Backing up your Gmail account using POP
If you use Gmail, you should want to have a local backup of all your e-mail even if you always use the web interface. This will make sure you have all your precious e-mails even when Google makes a mistake or shuts down your Google Account. It can happen to you.
I’ve been using Gmail since the beginning of the beta, and have over 6GB of data in 250K+ messages. After switching laptops I decided to rebuild my backup by starting from scratch. I did this by disabling POP access to Gmail, and then re-enabling it for all mail ever sent. You can find these settings in the Forwarding and POP/IMAP tab of your Gmail settings.
Next configure your client. Any e-mail client can receive POP traffic. You can set this up using instructions from Google
, from your e-mail client, or both. I happen to use Mail.app on Mac OS X Snow Leopard.
Now for a very important step. Every POP3 client should have a setting that asks you whether or not the messages should be removed from the server after retrieving them using POP.
Your first response will be “No way, I’m keeping my messages on Gmail”. Still, you should tell your client to remove the messages from the server because Google uses this setting for something else entirely.
Your Gmail will not be deleted. Google treats the delete requests your POP client sends to configure the batches of messages that your client can retrieve. If you have a lot of e-mail, and do not allow your client to “delete from server”, you will not be able to back up all of your e-mail.

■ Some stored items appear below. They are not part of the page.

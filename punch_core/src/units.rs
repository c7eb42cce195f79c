//! # Position Units
//!
//! All lengths in the core are millimetres, and all punch positions are
//! quantised to the half millimetre, the finest increment the press can
//! index to. Rather than carrying raw `f64` positions through the planner
//! (and chasing representation drift through every comparison), positions are
//! stored as [`HalfMm`]: an integer count of half millimetres.
//!
//! ## Design Philosophy
//!
//! - Exact equality and ordering, no float tolerance anywhere positions meet
//! - JSON serialization stays a plain number of millimetres
//! - Quantisation happens once, at the boundary, via [`round_half`]
//!
//! ## Example
//!
//! ```rust
//! use punch_core::units::{round_half, HalfMm};
//!
//! assert_eq!(round_half(479.26), 479.5);
//!
//! let pos = HalfMm::from_mm(570.5);
//! assert_eq!(pos.as_mm(), 570.5);
//! assert_eq!(pos.to_string(), "570.5");
//! assert_eq!(HalfMm::from_mm(30.0).to_string(), "30");
//! ```

use serde::{Deserialize, Serialize};
use std::fmt;
use std::ops::{Add, Sub};

/// Quantise a millimetre value to the nearest half millimetre.
pub fn round_half(x: f64) -> f64 {
    (x * 2.0).round() / 2.0
}

/// A position along the member, in integer half millimetres.
///
/// `HalfMm(61)` is 30.5 mm. Construction from `f64` always quantises, so a
/// `HalfMm` can never hold an off-grid value.
#[derive(
    Debug, Clone, Copy, PartialEq, Eq, PartialOrd, Ord, Hash, Default, Serialize, Deserialize,
)]
#[serde(from = "f64", into = "f64")]
pub struct HalfMm(i64);

impl HalfMm {
    /// Zero position (the start end of the member)
    pub const ZERO: HalfMm = HalfMm(0);

    /// Create from a millimetre value, quantising to the half millimetre
    pub fn from_mm(mm: f64) -> Self {
        HalfMm((mm * 2.0).round() as i64)
    }

    /// Create from a raw half-millimetre count
    pub const fn from_halves(halves: i64) -> Self {
        HalfMm(halves)
    }

    /// The raw half-millimetre count
    pub const fn halves(self) -> i64 {
        self.0
    }

    /// The position in millimetres
    pub fn as_mm(self) -> f64 {
        self.0 as f64 / 2.0
    }

    /// Absolute distance to another position, in millimetres
    pub fn distance_mm(self, other: HalfMm) -> f64 {
        (self.0 - other.0).abs() as f64 / 2.0
    }
}

impl From<f64> for HalfMm {
    fn from(mm: f64) -> Self {
        HalfMm::from_mm(mm)
    }
}

impl From<HalfMm> for f64 {
    fn from(p: HalfMm) -> Self {
        p.as_mm()
    }
}

impl Add for HalfMm {
    type Output = Self;
    fn add(self, rhs: Self) -> Self::Output {
        HalfMm(self.0 + rhs.0)
    }
}

impl Sub for HalfMm {
    type Output = Self;
    fn sub(self, rhs: Self) -> Self::Output {
        HalfMm(self.0 - rhs.0)
    }
}

impl fmt::Display for HalfMm {
    /// Formats whole millimetres without a decimal and half positions with
    /// `.5`, the format the press CSV consumes.
    fn fmt(&self, f: &mut fmt::Formatter<'_>) -> fmt::Result {
        if self.0 % 2 == 0 {
            write!(f, "{}", self.0 / 2)
        } else {
            write!(f, "{:.1}", self.0 as f64 / 2.0)
        }
    }
}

Some clients, including Mail.app, have other settings for “delete from server” besides yes and no. For example “delete after a week” is the default setting for Mail.app. Do not use this, allow your client to send the delete signal to Google’s servers immediately. If not, your mail retrieval will stall at some point (for me it was after about 216,000 messages).
Now let your client do its work and slowly but surely you will have a nice, local copy of all your Gmail. Which you should back up to an external disk or a cloud server, but that’s another story.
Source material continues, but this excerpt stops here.